Each entry should be duplicated exactly, with no line missing.

== == ==

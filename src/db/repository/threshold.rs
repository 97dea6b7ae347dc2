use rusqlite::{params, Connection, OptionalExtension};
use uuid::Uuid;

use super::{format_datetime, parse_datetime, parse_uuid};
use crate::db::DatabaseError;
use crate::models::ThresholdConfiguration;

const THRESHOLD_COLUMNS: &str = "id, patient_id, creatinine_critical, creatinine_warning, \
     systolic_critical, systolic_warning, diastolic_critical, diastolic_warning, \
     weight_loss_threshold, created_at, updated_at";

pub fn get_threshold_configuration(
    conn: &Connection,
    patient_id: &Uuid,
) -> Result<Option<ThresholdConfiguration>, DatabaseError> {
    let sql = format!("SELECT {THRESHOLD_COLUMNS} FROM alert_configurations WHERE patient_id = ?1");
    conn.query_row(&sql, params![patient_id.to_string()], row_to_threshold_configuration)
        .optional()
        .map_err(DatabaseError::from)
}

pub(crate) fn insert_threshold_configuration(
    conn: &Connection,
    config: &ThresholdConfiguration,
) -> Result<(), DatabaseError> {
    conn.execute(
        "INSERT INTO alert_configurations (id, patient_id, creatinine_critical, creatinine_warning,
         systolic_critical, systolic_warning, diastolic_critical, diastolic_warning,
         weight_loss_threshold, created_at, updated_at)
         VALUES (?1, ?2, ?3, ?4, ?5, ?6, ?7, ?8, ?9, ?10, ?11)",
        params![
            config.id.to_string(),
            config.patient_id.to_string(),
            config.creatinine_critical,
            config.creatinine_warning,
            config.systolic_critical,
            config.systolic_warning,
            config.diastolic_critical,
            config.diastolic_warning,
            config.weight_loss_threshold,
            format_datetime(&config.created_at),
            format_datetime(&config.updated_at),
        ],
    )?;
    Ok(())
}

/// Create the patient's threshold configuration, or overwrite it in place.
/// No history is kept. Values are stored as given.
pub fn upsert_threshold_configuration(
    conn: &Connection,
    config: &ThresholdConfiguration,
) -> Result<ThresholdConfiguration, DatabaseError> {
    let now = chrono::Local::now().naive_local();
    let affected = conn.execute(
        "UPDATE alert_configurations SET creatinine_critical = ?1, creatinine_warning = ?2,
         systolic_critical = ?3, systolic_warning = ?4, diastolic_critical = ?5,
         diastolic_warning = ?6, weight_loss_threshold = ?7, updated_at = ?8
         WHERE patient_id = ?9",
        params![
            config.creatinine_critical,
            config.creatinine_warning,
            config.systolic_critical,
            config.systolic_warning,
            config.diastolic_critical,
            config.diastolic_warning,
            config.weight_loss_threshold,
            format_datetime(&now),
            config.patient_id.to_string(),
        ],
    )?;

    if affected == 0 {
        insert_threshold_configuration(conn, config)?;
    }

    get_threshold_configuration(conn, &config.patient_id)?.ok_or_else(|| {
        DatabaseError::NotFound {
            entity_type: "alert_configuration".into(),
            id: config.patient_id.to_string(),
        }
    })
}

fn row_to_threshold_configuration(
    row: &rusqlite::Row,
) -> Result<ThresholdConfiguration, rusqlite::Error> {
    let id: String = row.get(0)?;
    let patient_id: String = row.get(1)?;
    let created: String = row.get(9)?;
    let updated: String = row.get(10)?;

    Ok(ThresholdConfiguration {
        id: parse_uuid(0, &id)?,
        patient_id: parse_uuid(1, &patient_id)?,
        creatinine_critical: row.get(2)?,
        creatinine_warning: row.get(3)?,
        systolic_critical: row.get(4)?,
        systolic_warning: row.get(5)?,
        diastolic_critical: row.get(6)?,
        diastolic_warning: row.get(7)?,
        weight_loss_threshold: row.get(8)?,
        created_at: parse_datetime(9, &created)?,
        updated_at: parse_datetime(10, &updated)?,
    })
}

== == ==

> **Task output**:
filename src/db/repository/threshold.rs
repository 97dea6b7ae347dc2
use rusqlite::{params, Connection, OptionalExtension};
use uuid::Uuid;

use super::{format_datetime, parse_datetime, parse_uuid};
use crate::db::DatabaseError;
use crate::models::ThresholdConfiguration;

const THRESHOLD_COLUMNS: &str = "id, patient_id, creatinine_critical, creatinine_warning, \
     systolic_critical, systolic_warning, diastolic_critical, diastolic_warning, \
     weight_loss_threshold, created_at, updated_at";

pub fn get_threshold_configuration(
    conn: &Connection,
    patient_id: &Uuid,
) -> Result<Option<ThresholdConfiguration>, DatabaseError> {
    let sql = format!("SELECT {THRESHOLD_COLUMNS} FROM alert_configurations WHERE patient_id = ?1");
    conn.query_row(&sql, params![patient_id.to_string()], row_to_threshold_configuration)
        .optional()
        .map_err(DatabaseError::from)
}

pub(crate) fn insert_threshold_configuration(
    conn: &Connection,
    config: &ThresholdConfiguration,
) -> Result<(), DatabaseError> {
    conn.execute(
        "INSERT INTO alert_configurations (id, patient_id, creatinine_critical, creatinine_warning,
         systolic_critical, systolic_warning, diastolic_critical, diastolic_warning,
         weight_loss_threshold, created_at, updated_at)
         VALUES (?1, ?2, ?3, ?4, ?5, ?6, ?7, ?8, ?9, ?10, ?11)",
        params![
            config.id.to_string(),
            config.patient_id.to_string(),
            config.creatinine_critical,
            config.creatinine_warning,
            config.systolic_critical,
            config.systolic_warning,
            config.diastolic_critical,
            config.diastolic_warning,
            config.weight_loss_threshold,
            format_datetime(&config.created_at),
            format_datetime(&config.updated_at),
        ],
    )?;
    Ok(())
}

/// Create the patient's threshold configuration, or overwrite it in place.
/// No history is kept. Values are stored as given.
pub fn upsert_threshold_configuration(
    conn: &Connection,
    config: &ThresholdConfiguration,
) -> Result<ThresholdConfiguration, DatabaseError> {
    let now = chrono::Local::now().naive_local();
    let affected = conn.execute(
        "UPDATE alert_configurations SET creatinine_critical = ?1, creatinine_warning = ?2,
         systolic_critical = ?3, systolic_warning = ?4, diastolic_critical = ?5,
         diastolic_warning = ?6, weight_loss_threshold = ?7, updated_at = ?8
         WHERE patient_id = ?9",
        params![
            config.creatinine_critical,
            config.creatinine_warning,
            config.systolic_critical,
            config.systolic_warning,
            config.diastolic_critical,
            config.diastolic_warning,
            config.weight_loss_threshold,
            format_datetime(&now),
            config.patient_id.to_string(),
        ],
    )?;

    if affected == 0 {
        insert_threshold_configuration(conn, config)?;
    }

    get_threshold_configuration(conn, &config.patient_id)?.ok_or_else(|| {
        DatabaseError::NotFound {
            entity_type: "alert_configuration".into(),
            id: config.patient_id.to_string(),
        }
    })
}

fn row_to_threshold_configuration(
    row: &rusqlite::Row,
) -> Result<ThresholdConfiguration, rusqlite::Error> {
    let id: String = row.get(0)?;
    let patient_id: String = row.get(1)?;
    let created: String = row.get(9)?;
    let updated: String = row.get(10)?;

    Ok(ThresholdConfiguration {
        id: parse_uuid(0, &id)?,
        patient_id: parse_uuid(1, &patient_id)?,
        creatinine_critical: row.get(2)?,
        creatinine_warning: row.get(3)?,
        systolic_critical: row.get(4)?,
        systolic_warning: row.get(5)?,
        diastolic_critical: row.get(6)?,
        diastolic_warning: row.get(7)?,
        weight_loss_threshold: row.get(8)?,
        created_at: parse_datetime(9, &created)?,
        updated_at: parse_datetime(10, &updated)?,
    })
}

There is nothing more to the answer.